//! Versioned records.
//!
//! An entry is the data region of one DataItem laid out as
//! `[XMIN:8][XMAX:8][Data]`. XMIN is the creating transaction; XMAX is the
//! deleting one, or 0 while the version is current.

use std::sync::Arc;

use byteorder::{BigEndian, ByteOrder};

use crate::cache::{CacheRef, CacheSource};
use crate::data::{DataItemRef, DataManager, Uid};
use crate::error::{Error, Result};
use crate::transaction::TransactionId;

const OF_XMIN: usize = 0;
const OF_XMAX: usize = OF_XMIN + 8;
const OF_DATA: usize = OF_XMAX + 8;

/// Wraps `data` as a fresh version created by `xid`.
pub fn wrap_entry_raw(xid: TransactionId, data: &[u8]) -> Vec<u8> {
    let mut raw = vec![0u8; OF_DATA + data.len()];
    BigEndian::write_u64(&mut raw[OF_XMIN..OF_XMAX], xid.value());
    raw[OF_DATA..].copy_from_slice(data);
    raw
}

pub struct Entry {
    item: DataItemRef,
}

impl Entry {
    pub fn uid(&self) -> Uid {
        self.item.uid()
    }

    /// Runs `f` over `(xmin, xmax, data)` read under one latch.
    pub fn with_version<R>(&self, f: impl FnOnce(TransactionId, TransactionId, &[u8]) -> R) -> R {
        self.item.with_data(|raw| {
            let xmin = TransactionId::new(BigEndian::read_u64(&raw[OF_XMIN..OF_XMAX]));
            let xmax = TransactionId::new(BigEndian::read_u64(&raw[OF_XMAX..OF_DATA]));
            f(xmin, xmax, &raw[OF_DATA..])
        })
    }

    pub fn xmin(&self) -> TransactionId {
        self.with_version(|xmin, _, _| xmin)
    }

    pub fn xmax(&self) -> TransactionId {
        self.with_version(|_, xmax, _| xmax)
    }

    pub fn data(&self) -> Vec<u8> {
        self.with_version(|_, _, data| data.to_vec())
    }

    /// Stamps this version as deleted by `xid`, through the logged update
    /// protocol.
    pub fn set_xmax(&self, xid: TransactionId) -> Result<()> {
        let mut writer = self.item.before();
        writer.write(OF_XMAX, &xid.value().to_be_bytes())?;
        writer.after(xid)
    }
}

/// Materializes entries from the data manager.
pub struct EntrySource {
    dm: Arc<DataManager>,
}

impl EntrySource {
    pub fn new(dm: Arc<DataManager>) -> Self {
        Self { dm }
    }
}

impl CacheSource for EntrySource {
    type Key = Uid;
    type Value = Entry;

    fn load(&self, uid: Uid) -> Result<Entry> {
        let item = self.dm.read(uid)?.ok_or(Error::NullEntry(uid))?;
        if item.len() < OF_DATA {
            item.release()?;
            return Err(Error::NullEntry(uid));
        }
        Ok(Entry { item })
    }

    fn evict(&self, _uid: Uid, entry: Arc<Entry>) -> Result<()> {
        match Arc::try_unwrap(entry) {
            Ok(entry) => entry.item.release(),
            Err(_) => Ok(()),
        }
    }
}

/// A counted reference to a cached entry.
pub type EntryRef = CacheRef<EntrySource>;
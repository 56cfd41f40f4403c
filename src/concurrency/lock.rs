//! Record locks with deadlock detection.
//!
//! Each record (by [`Uid`]) has at most one holder. A transaction asking for
//! a held record joins that record's FIFO wait queue and blocks on a
//! [`Waiter`] outside the table mutex. A transaction waits on at most one
//! record at a time, so the wait-for graph has out-degree at most one and
//! cycle detection is a pointer chase from each holder.

use std::collections::{HashMap, VecDeque};
use std::sync::Arc;

use parking_lot::{Condvar, Mutex};

use crate::data::Uid;
use crate::error::{Error, Result};
use crate::transaction::TransactionId;

/// Blocks a waiting transaction until its lock is granted.
#[derive(Debug, Default)]
pub struct Waiter {
    granted: Mutex<bool>,
    cond: Condvar,
}

impl Waiter {
    /// Blocks until the lock has been handed over.
    pub fn wait(&self) {
        let mut granted = self.granted.lock();
        while !*granted {
            self.cond.wait(&mut granted);
        }
    }

    fn grant(&self) {
        *self.granted.lock() = true;
        self.cond.notify_all();
    }

    pub fn is_granted(&self) -> bool {
        *self.granted.lock()
    }
}

#[derive(Default)]
struct LockGraph {
    /// Records held by each transaction.
    x2u: HashMap<TransactionId, Vec<Uid>>,
    /// Holder of each record.
    u2x: HashMap<Uid, TransactionId>,
    /// Transactions queued on each record, oldest first.
    wait: HashMap<Uid, VecDeque<TransactionId>>,
    /// The record each waiting transaction is queued on.
    wait_u: HashMap<TransactionId, Uid>,
    waiters: HashMap<TransactionId, Arc<Waiter>>,
    /// Per-pass visit stamps for cycle detection.
    x_stamp: HashMap<TransactionId, u64>,
    stamp: u64,
}

impl LockGraph {
    fn holds(&self, xid: TransactionId, uid: Uid) -> bool {
        self.x2u.get(&xid).is_some_and(|uids| uids.contains(&uid))
    }

    fn grant(&mut self, xid: TransactionId, uid: Uid) {
        self.u2x.insert(uid, xid);
        self.x2u.entry(xid).or_default().push(uid);
    }

    fn dequeue(&mut self, xid: TransactionId, uid: Uid) {
        self.wait_u.remove(&xid);
        if let Some(queue) = self.wait.get_mut(&uid) {
            queue.retain(|&waiting| waiting != xid);
            if queue.is_empty() {
                self.wait.remove(&uid);
            }
        }
    }

    /// Hands `uid` to its oldest still-waiting transaction, if any.
    fn select_new_holder(&mut self, uid: Uid) {
        self.u2x.remove(&uid);

        while let Some(next) = self.wait.get_mut(&uid).and_then(VecDeque::pop_front) {
            if self.wait_u.get(&next) != Some(&uid) {
                continue;
            }
            self.wait_u.remove(&next);
            self.grant(next, uid);
            if let Some(waiter) = self.waiters.remove(&next) {
                waiter.grant();
            }
            break;
        }

        if self.wait.get(&uid).is_some_and(VecDeque::is_empty) {
            self.wait.remove(&uid);
        }
    }

    fn has_deadlock(&mut self) -> bool {
        self.x_stamp.clear();
        self.stamp = 1;

        let holders: Vec<TransactionId> = self.x2u.keys().copied().collect();
        for xid in holders {
            if self.x_stamp.get(&xid).is_some_and(|&s| s > 0) {
                continue;
            }
            self.stamp += 1;
            if self.chase(xid) {
                return true;
            }
        }
        false
    }

    /// Follows wait edges from `xid`; meeting the current stamp is a cycle.
    fn chase(&mut self, mut xid: TransactionId) -> bool {
        loop {
            if let Some(&stamp) = self.x_stamp.get(&xid) {
                return stamp == self.stamp;
            }
            self.x_stamp.insert(xid, self.stamp);

            let Some(uid) = self.wait_u.get(&xid) else {
                return false;
            };
            let Some(&holder) = self.u2x.get(uid) else {
                return false;
            };
            xid = holder;
        }
    }
}

/// The shared table of record locks.
#[derive(Default)]
pub struct LockTable {
    graph: Mutex<LockGraph>,
}

impl LockTable {
    pub fn new() -> Self {
        Self::default()
    }

    /// Requests `uid` for `xid`.
    ///
    /// Returns `None` when the lock is held on return, or a [`Waiter`] to
    /// block on. Fails with [`Error::Deadlock`] if waiting would close a
    /// cycle; the request is withdrawn in that case.
    pub fn add(&self, xid: TransactionId, uid: Uid) -> Result<Option<Arc<Waiter>>> {
        let mut graph = self.graph.lock();
        if graph.holds(xid, uid) {
            return Ok(None);
        }
        if !graph.u2x.contains_key(&uid) {
            graph.grant(xid, uid);
            return Ok(None);
        }

        graph.wait_u.insert(xid, uid);
        graph.wait.entry(uid).or_default().push_back(xid);

        if graph.has_deadlock() {
            graph.dequeue(xid, uid);
            log::debug!("deadlock detected: {} waiting on {}", xid, uid);
            return Err(Error::Deadlock(xid));
        }

        let waiter = Arc::new(Waiter::default());
        graph.waiters.insert(xid, Arc::clone(&waiter));
        Ok(Some(waiter))
    }

    /// Releases everything `xid` holds and withdraws any pending request.
    pub fn remove(&self, xid: TransactionId) {
        let mut graph = self.graph.lock();

        if let Some(uids) = graph.x2u.remove(&xid) {
            for uid in uids {
                graph.select_new_holder(uid);
            }
        }
        if let Some(uid) = graph.wait_u.get(&xid).copied() {
            graph.dequeue(xid, uid);
        }
        graph.waiters.remove(&xid);
    }

    pub fn holder(&self, uid: Uid) -> Option<TransactionId> {
        self.graph.lock().u2x.get(&uid).copied()
    }

    pub fn waiting_on(&self, xid: TransactionId) -> Option<Uid> {
        self.graph.lock().wait_u.get(&xid).copied()
    }
}
//! Append-only, checksummed log file.
//!
//! ```text
//! [XCheckSum:4][Record]*[BadTail?]
//! Record = [Size:4][Checksum:4][Payload:Size]
//! ```
//!
//! `Checksum` covers the payload. `XCheckSum` accumulates over the full
//! bytes of every record in file order and is rewritten after each append.

use std::fs::{File, OpenOptions};
use std::io::{self, Read, Seek, SeekFrom, Write};
use std::path::Path;

use byteorder::{BigEndian, ByteOrder, WriteBytesExt};
use bytes::{BufMut, Bytes, BytesMut};
use parking_lot::Mutex;

use crate::error::{Error, Result};

const SEED: i32 = 13331;
const HEADER_LEN: u64 = 4;
const RECORD_HEADER_LEN: usize = 8;

/// Folds `data` into the rolling checksum `acc`.
pub fn checksum(acc: i32, data: &[u8]) -> i32 {
    data.iter()
        .fold(acc, |acc, &b| acc.wrapping_mul(SEED).wrapping_add(b as i8 as i32))
}

struct LogFile {
    file: File,
    x_checksum: i32,
    /// End of the last verified record.
    len: u64,
    /// Read cursor used by `next`.
    position: u64,
}

impl LogFile {
    fn write_header(&mut self) -> Result<()> {
        self.file.seek(SeekFrom::Start(0))?;
        self.file.write_i32::<BigEndian>(self.x_checksum)?;
        self.file.sync_data()?;
        Ok(())
    }
}

/// Parses the record starting at `pos` in `data`, returning the full record
/// bytes if it is complete and its checksum verifies.
fn verified_record(data: &[u8], pos: usize) -> Option<&[u8]> {
    let header = data.get(pos..pos + RECORD_HEADER_LEN)?;
    let size = BigEndian::read_u32(&header[0..4]) as usize;
    let expected = BigEndian::read_i32(&header[4..8]);

    let end = pos.checked_add(RECORD_HEADER_LEN)?.checked_add(size)?;
    let record = data.get(pos..end)?;
    if checksum(0, &record[RECORD_HEADER_LEN..]) != expected {
        return None;
    }
    Some(record)
}

pub struct Logger {
    inner: Mutex<LogFile>,
}

impl Logger {
    pub fn create(path: &Path) -> Result<Self> {
        let mut file = OpenOptions::new()
            .read(true)
            .write(true)
            .create_new(true)
            .open(path)
            .map_err(|e| match e.kind() {
                io::ErrorKind::AlreadyExists => Error::FileExists(path.to_path_buf()),
                _ => Error::Io(e),
            })?;

        file.write_i32::<BigEndian>(0)?;
        file.sync_all()?;

        Ok(Self {
            inner: Mutex::new(LogFile {
                file,
                x_checksum: 0,
                len: HEADER_LEN,
                position: HEADER_LEN,
            }),
        })
    }

    /// Opens an existing log, validating every record against the stored
    /// `XCheckSum` and truncating an unverifiable tail.
    pub fn open(path: &Path) -> Result<Self> {
        let mut file = OpenOptions::new()
            .read(true)
            .write(true)
            .open(path)
            .map_err(|e| match e.kind() {
                io::ErrorKind::NotFound => Error::FileNotFound(path.to_path_buf()),
                _ => Error::Io(e),
            })?;

        let mut data = Vec::new();
        file.read_to_end(&mut data)?;
        if (data.len() as u64) < HEADER_LEN {
            return Err(Error::BadLogFile(format!(
                "log is {} bytes, shorter than its header",
                data.len()
            )));
        }
        let stored = BigEndian::read_i32(&data[0..4]);

        // (end offset, cumulative checksum) after each verified record.
        let mut pos = HEADER_LEN as usize;
        let mut acc = 0i32;
        let mut boundaries = vec![(pos, acc)];
        while let Some(record) = verified_record(&data, pos) {
            acc = checksum(acc, record);
            pos += record.len();
            boundaries.push((pos, acc));
        }

        let last = boundaries.len() - 1;
        let accepted = if stored == boundaries[last].1 {
            boundaries[last]
        } else if last > 0 && stored == boundaries[last - 1].1 {
            log::warn!(
                "log header predates the last record, dropping record at offset {}",
                boundaries[last - 1].0
            );
            boundaries[last - 1]
        } else {
            return Err(Error::BadLogFile(format!(
                "checksum mismatch: header {} does not match any record boundary",
                stored
            )));
        };

        let (len, x_checksum) = (accepted.0 as u64, accepted.1);
        if len < data.len() as u64 {
            log::info!(
                "truncating bad log tail: {} bytes at offset {}",
                data.len() as u64 - len,
                len
            );
            file.set_len(len)?;
            file.sync_all()?;
        }

        Ok(Self {
            inner: Mutex::new(LogFile {
                file,
                x_checksum,
                len,
                position: HEADER_LEN,
            }),
        })
    }

    /// Appends one record and forces it, then updates and forces the header.
    pub fn append(&self, payload: &[u8]) -> Result<()> {
        let mut record = BytesMut::with_capacity(RECORD_HEADER_LEN + payload.len());
        record.put_u32(payload.len() as u32);
        record.put_i32(checksum(0, payload));
        record.put_slice(payload);

        let mut log = self.inner.lock();
        let end = log.len;
        log.file.seek(SeekFrom::Start(end))?;
        log.file.write_all(&record)?;
        log.file.sync_data()?;

        log.len += record.len() as u64;
        log.x_checksum = checksum(log.x_checksum, &record);
        log.write_header()
    }

    /// Moves the read cursor back to the first record.
    pub fn rewind(&self) {
        self.inner.lock().position = HEADER_LEN;
    }

    /// Returns the payload of the next record, or `None` at the end of the
    /// valid records. A record failing its checksum ends the sequence.
    pub fn next(&self) -> Result<Option<Bytes>> {
        let mut log = self.inner.lock();
        let LogFile {
            file,
            len,
            position,
            ..
        } = &mut *log;

        if *position + RECORD_HEADER_LEN as u64 > *len {
            return Ok(None);
        }

        let mut header = [0u8; RECORD_HEADER_LEN];
        file.seek(SeekFrom::Start(*position))?;
        file.read_exact(&mut header)?;
        let size = BigEndian::read_u32(&header[0..4]) as u64;
        let expected = BigEndian::read_i32(&header[4..8]);

        if *position + RECORD_HEADER_LEN as u64 + size > *len {
            return Ok(None);
        }

        let mut payload = vec![0u8; size as usize];
        file.read_exact(&mut payload)?;
        if checksum(0, &payload) != expected {
            return Ok(None);
        }

        *position += RECORD_HEADER_LEN as u64 + size;
        Ok(Some(Bytes::from(payload)))
    }

    pub fn close(&self) -> Result<()> {
        self.inner.lock().file.sync_all()?;
        Ok(())
    }
}
//! Crash recovery module.
//!
//! This module restores the data file from the write-ahead log at startup:
//! - Truncation of pages allocated but never logged
//! - Redo of every finished transaction, in log order
//! - Undo of every transaction still active at the crash, newest change first

pub mod replay;

pub use replay::{Recovery, RecoveryStats};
== == ==
* **Exercise brief**
Tally the lines above in which the string "byteorder" occurs, and give the total with nothing added.

* **Task result**
2